LockBit 3.0 ランサムウェア ビルダーは多くの新しい亜種を生み出す
昨年の LockBit 3.0 ランサムウェア ビルダーのリリースにより、脅威アクターがこのツールを悪用して新しい亜種を生成する結果となりました。
サイバーセキュリティ会社の研究者は、LockBit のバージョンが関与しているが、身代金要求に対して独特のアプローチをとっているランサムウェア攻撃に気づきました。
セキュリティ研究者によると、この事件の攻撃者は、NATIONAL HAZARD AGENCYと呼ばれる未知のグループに関連する見出しを備えた別の身代金メモを選択しました。
更新された身代金メモには、復号キーにアクセスするための指定された支払いが明示されており、Tox サービスと電子メールへの通信が指示されていました。対照的に、LockBit グループは金額については言及しておらず、独自の通信および交渉プラットフォームを採用しています。
NATIONAL HAZARD AGENCY は、漏洩した LockBit 3.0 ビルダーを使用する唯一のサイバー犯罪グループではありません。これを利用した他の既知の脅威アクターには、Bl00dy や Buhti などがあります。

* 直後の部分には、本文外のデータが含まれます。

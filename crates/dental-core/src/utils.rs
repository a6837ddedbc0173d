//! 通用工具函数

use chrono::{DateTime, Duration, Utc};

/// FDI编号转换为牙齿名称，例如 11 -> "Upper Right Central Incisor"
pub fn tooth_name(tooth_number: u32) -> Option<String> {
    let quadrant = match tooth_number / 10 {
        1 => "Upper Right",
        2 => "Upper Left",
        3 => "Lower Left",
        4 => "Lower Right",
        _ => return None,
    };

    let tooth = match tooth_number % 10 {
        1 => "Central Incisor",
        2 => "Lateral Incisor",
        3 => "Canine",
        4 => "First Premolar",
        5 => "Second Premolar",
        6 => "First Molar",
        7 => "Second Molar",
        8 => "Third Molar",
        _ => return None,
    };

    Some(format!("{} {}", quadrant, tooth))
}

/// 生成严格晚于 `previous` 的时间戳
pub fn next_timestamp(previous: Option<DateTime<Utc>>) -> DateTime<Utc> {
    let now = Utc::now();
    match previous {
        Some(prev) if now <= prev => prev + Duration::microseconds(1),
        _ => now,
    }
}

/// 全景报告类型（包含 AI 后缀形式）
pub fn is_pano_type(report_type: &str) -> bool {
    report_type == "pano" || report_type == "pano ai"
}

/// CBCT 报告类型（包含 AI 后缀形式）
pub fn is_cbct_type(report_type: &str) -> bool {
    report_type == "cbct" || report_type == "cbct ai"
}
//! 报告数据存储
//!
//! `ReportDataStore` 是由应用外壳持有的会话上下文：每个活动会话一个实例，
//! 通过 [`ReportDataStore::open`] 创建，通过 [`ReportDataStore::end_session`] 结束。
//!
//! 绝大多数修改操作都会把修改后的文档副本写入历史，以支持撤销/重做。
//! 例外：牙齿审核状态、牙齿备注、患者信息和报告类型的修改不进入历史。
//! 找不到目标牙齿或治疗计划时，修改操作静默跳过。

use chrono::Utc;
use dental_core::utils::{is_cbct_type, is_pano_type, next_timestamp};
use dental_core::{
    DentalError, Problem, ReportDocument, Result, Tooth, ToothNote, TreatmentPlan, View,
};
use serde_json::{Map, Value};
use std::collections::BTreeMap;
use tracing::{debug, info, warn};

use crate::fetch::{fetch_json_from_url, ReportFetcher};
use crate::history::History;
use crate::normalize::{apply_patch, enforce_invariants, normalize_report};
use crate::queries::{self, DataStatus, ValidationReport};
use crate::slices::{
    self, SliceHit, SliceRangeStatistics, ToothSliceRanges, ViewBoundaries,
};
use crate::storage::{
    decode_snapshot, encode_snapshot, MemoryStorage, SessionStorage, DEFAULT_STORAGE_KEY,
};

/// 存储选项
#[derive(Debug, Clone)]
pub struct StoreOptions {
    /// 会话存储键
    pub storage_key: String,
    /// 历史快照上限，None 表示不限制
    pub history_limit: Option<usize>,
}

impl Default for StoreOptions {
    fn default() -> Self {
        Self {
            storage_key: DEFAULT_STORAGE_KEY.to_string(),
            history_limit: None,
        }
    }
}

/// 加载结果
#[derive(Debug, Clone, Copy, PartialEq, Eq)]
pub enum LoadStatus {
    /// 文档已替换
    Loaded,
    /// 同一患者的文档已加载，未做任何修改
    Skipped,
}

/// 报告数据存储
#[derive(Debug)]
pub struct ReportDataStore {
    document: ReportDocument,
    history: History<ReportDocument>,
    current_report_id: Option<String>,
    loading: bool,
    error: Option<String>,
    storage: Box<dyn SessionStorage>,
    options: StoreOptions,
}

研究者らは、漏洩したビルダーに由来する 312 個のアーティファクトを含む、合計 396 個の固有の LockBit サンプルをデータ内で特定しました。約 77 個のサンプルには身代金メモに「LockBit」への言及がありませんでした。
研究者らは、検出されたパラメーターの多くは、わずかな調整だけで、ビルダーのデフォルト設定と一致していると説明しました。これは、これらのサンプルがおそらく緊急の目的で、またはそれほど勤勉ではない攻撃者によって開発されたことを示唆しています。
なぜランサムウェアのコードがリサイクルされ、ブランド名が変更されるのか?
この暴露は、2019 年以来いくつかのブランド変更が行われたランサムウェア株 (BIT、LOLKEK、OBZ、U2K、および TZW) である ADHUBLLKA に対する Netenrich の調査と同時に発生しました。個人と中小企業をターゲットにしており、被害者1人当たり800ドルから1,600ドルという比較的少額の支払いを要求している。

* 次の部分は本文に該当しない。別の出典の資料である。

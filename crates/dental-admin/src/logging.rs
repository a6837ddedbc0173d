//! 日志初始化
//!
//! 基于 tracing-subscriber 安装全局订阅者。`RUST_LOG` 优先于配置中的级别。

use anyhow::{Context, Result};
use serde::{Deserialize, Serialize};
use tracing::{debug, Level};
use tracing_subscriber::EnvFilter;

/// 日志级别
#[derive(Debug, Clone, Copy, PartialEq, Eq, PartialOrd, Ord, Serialize, Deserialize)]
#[serde(rename_all = "lowercase")]
pub enum LogLevel {
    Trace,
    Debug,
    Info,
    #[serde(alias = "warn")]
    Warning,
    Error,
}

impl LogLevel {
    pub fn as_tracing_level(&self) -> Level {
        match self {
            LogLevel::Trace => Level::TRACE,
            LogLevel::Debug => Level::DEBUG,
            LogLevel::Info => Level::INFO,
            LogLevel::Warning => Level::WARN,
            LogLevel::Error => Level::ERROR,
        }
    }
}

impl std::fmt::Display for LogLevel {
    fn fmt(&self, f: &mut std::fmt::Formatter<'_>) -> std::fmt::Result {
        match self {
            LogLevel::Trace => write!(f, "trace"),
            LogLevel::Debug => write!(f, "debug"),
            LogLevel::Info => write!(f, "info"),
            LogLevel::Warning => write!(f, "warn"),
            LogLevel::Error => write!(f, "error"),
        }
    }
}

impl std::str::FromStr for LogLevel {
    type Err = anyhow::Error;

    fn from_str(s: &str) -> Result<Self> {
        match s.to_ascii_lowercase().as_str() {
            "trace" => Ok(LogLevel::Trace),
            "debug" => Ok(LogLevel::Debug),
            "info" => Ok(LogLevel::Info),
            "warn" | "warning" => Ok(LogLevel::Warning),
            "error" => Ok(LogLevel::Error),
            other => Err(anyhow::anyhow!("Unknown log level: {}", other)),
        }
    }
}

/// 日志配置
#[derive(Debug, Clone, PartialEq, Serialize, Deserialize)]
#[serde(default)]
pub struct LoggingConfig {
    /// 日志级别
    pub level: LogLevel,
    /// 以 JSON 格式输出
    pub json: bool,
}

impl Default for LoggingConfig {
    fn default() -> Self {
        Self {
            level: LogLevel::Info,
            json: false,
        }
    }
}

/// 构建过滤器：`RUST_LOG` 存在时优先使用
pub fn build_filter(config: &LoggingConfig) -> Result<EnvFilter> {
    match EnvFilter::try_from_default_env() {
        Ok(filter) => Ok(filter),
        Err(_) => EnvFilter::try_new(config.level.to_string())
            .context("Failed to build log filter"),
    }
}

/// 安装全局日志订阅者
///
/// 已有全局订阅者时不做任何事并返回 `false`。
pub fn init_logging(config: &LoggingConfig) -> Result<bool> {
    let filter = build_filter(config)?;
    let builder = tracing_subscriber::fmt()
        .with_env_filter(filter)
        .with_writer(std::io::stderr);

    let installed = if config.json {
        builder.json().try_init().is_ok()
    } else {
        builder.try_init().is_ok()
    };

    if installed {
        debug!("Logging initialised at level {}", config.level);
    }
    Ok(installed)
}

#[cfg(test)]
mod tests {
    use super::*;

    #[test]
    fn test_level_parsing_and_display() {
        assert_eq!("WARN".parse::<LogLevel>().unwrap(), LogLevel::Warning);
        assert_eq!("debug".parse::<LogLevel>().unwrap(), LogLevel::Debug);
        assert!("verbose".parse::<LogLevel>().is_err());
        assert_eq!(LogLevel::Warning.to_string(), "warn");
        assert_eq!(LogLevel::Error.as_tracing_level(), Level::ERROR);
    }

    #[test]
    fn test_level_ordering() {
        assert!(LogLevel::Trace < LogLevel::Info);
        assert!(LogLevel::Error > LogLevel::Warning);
    }

    #[test]
    fn test_init_is_idempotent() {
        let config = LoggingConfig::default();
        init_logging(&config).unwrap();
        assert!(!init_logging(&config).unwrap());
    }
}
//! 撤销/重做历史
//!
//! 线性快照历史：游标之后的快照在新的修改写入时被截断。

/// 快照历史
#[derive(Debug, Clone)]
pub struct History<T> {
    entries: Vec<T>,
    /// 当前快照位置，空历史时为 None
    cursor: Option<usize>,
    /// 最大快照数量，None 表示不限制
    limit: Option<usize>,
}

impl<T: Clone> History<T> {
    /// 创建空历史
    pub fn new(limit: Option<usize>) -> Self {
        Self {
            entries: Vec::new(),
            cursor: None,
            limit: limit.map(|l| l.max(1)),
        }
    }

    /// 以单个快照重新开始
    pub fn reset_to(&mut self, snapshot: T) {
        self.entries.clear();
        self.entries.push(snapshot);
        self.cursor = Some(0);
    }

    pub fn clear(&mut self) {
        self.entries.clear();
        self.cursor = None;
    }

    /// 记录新快照，丢弃可重做的分支
    pub fn record(&mut self, snapshot: T) {
        let keep = self.cursor.map_or(0, |i| i + 1);
        self.entries.truncate(keep);
        self.entries.push(snapshot);

        if let Some(limit) = self.limit {
            if self.entries.len() > limit {
                let overflow = self.entries.len() - limit;
                self.entries.drain(..overflow);
            }
        }

        self.cursor = Some(self.entries.len() - 1);
    }

    /// 后退一步，返回该位置快照的副本
    pub fn undo(&mut self) -> Option<T> {
        match self.cursor {
            Some(i) if i > 0 => {
                self.cursor = Some(i - 1);
                Some(self.entries[i - 1].clone())
            }
            _ => None,
        }
    }

    /// 前进一步，返回该位置快照的副本
    pub fn redo(&mut self) -> Option<T> {
        match self.cursor {
            Some(i) if i + 1 < self.entries.len() => {
                self.cursor = Some(i + 1);
                Some(self.entries[i + 1].clone())
            }
            _ => None,
        }
    }

    pub fn can_undo(&self) -> bool {
        matches!(self.cursor, Some(i) if i > 0)
    }

    pub fn can_redo(&self) -> bool {
        matches!(self.cursor, Some(i) if i + 1 < self.entries.len())
    }

    pub fn cursor(&self) -> Option<usize> {
        self.cursor
    }

    pub fn len(&self) -> usize {
        self.entries.len()
    }

    pub fn is_empty(&self) -> bool {
        self.entries.is_empty()
    }

    pub fn entries(&self) -> &[T] {
        &self.entries
    }
}

impl<T: Clone> Default for History<T> {
    fn default() -> Self {
        Self::new(None)
    }
}

#[cfg(test)]
mod tests {
    use super::*;

    #[test]
    fn test_empty_history_cannot_move() {
        let mut history: History<u32> = History::default();
        assert_eq!(history.undo(), None);
        assert_eq!(history.redo(), None);
        assert_eq!(history.cursor(), None);
    }

    #[test]
    fn test_undo_redo_round_trip() {
        let mut history = History::new(None);
        history.reset_to(1);
        history.record(2);
        history.record(3);

        assert_eq!(history.undo(), Some(2));
        assert_eq!(history.undo(), Some(1));
        assert_eq!(history.undo(), None);
        assert_eq!(history.cursor(), Some(0));

        assert_eq!(history.redo(), Some(2));
        assert_eq!(history.redo(), Some(3));
        assert_eq!(history.redo(), None);
        assert_eq!(history.cursor(), Some(2));
    }

    #[test]
    fn test_record_after_undo_truncates_branch() {
        let mut history = History::new(None);
        history.reset_to("a");
        history.record("b");
        history.record("c");
        history.undo();
        history.undo();

        history.record("d");
        assert_eq!(history.entries(), &["a", "d"]);
        assert!(!history.can_redo());
        assert_eq!(history.redo(), None);
    }

    #[test]
    fn test_record_on_empty_history_starts_at_zero() {
        let mut history = History::new(None);
        history.record(7);
        assert_eq!(history.cursor(), Some(0));
        assert!(!history.can_undo());
    }

    #[test]
    fn test_limit_drops_oldest() {
        let mut history = History::new(Some(3));
        history.reset_to(0);
        for i in 1..=5 {
            history.record(i);
        }
        assert_eq!(history.entries(), &[3, 4, 5]);
        assert_eq!(history.cursor(), Some(2));
        assert_eq!(history.undo(), Some(4));
    }
}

これらの繰り返しでは、暗号化方法、身代金メモ、および通信技術にわずかな違いが見られますが、より詳細な分析により、ソース コードとインフラストラクチャが共有されているため、それらはすべて ADHUBLLKA に関連付けられています。
ランサムウェアが実際に成功を収めると、サイバー犯罪者が同じランサムウェアのサンプルを再利用し、コードベースにわずかな調整を加えて他のプロジェクトを立ち上げるのがよく見られるとセキュリティ研究者は付け加えた。たとえば、暗号化プロセス、身代金メモ、通信チャネルを変更し、「新しい」ランサムウェアとして再構築する可能性があります。
ランサムウェアの分野は一貫して進化しており、戦略やターゲットが頻繁に変更されており、Trigona、Monti、Akira などのファミリーを使用する Linux 環境への注目が高まっています。後者は、Conti 関連の脅威アクターとのつながりを示しています。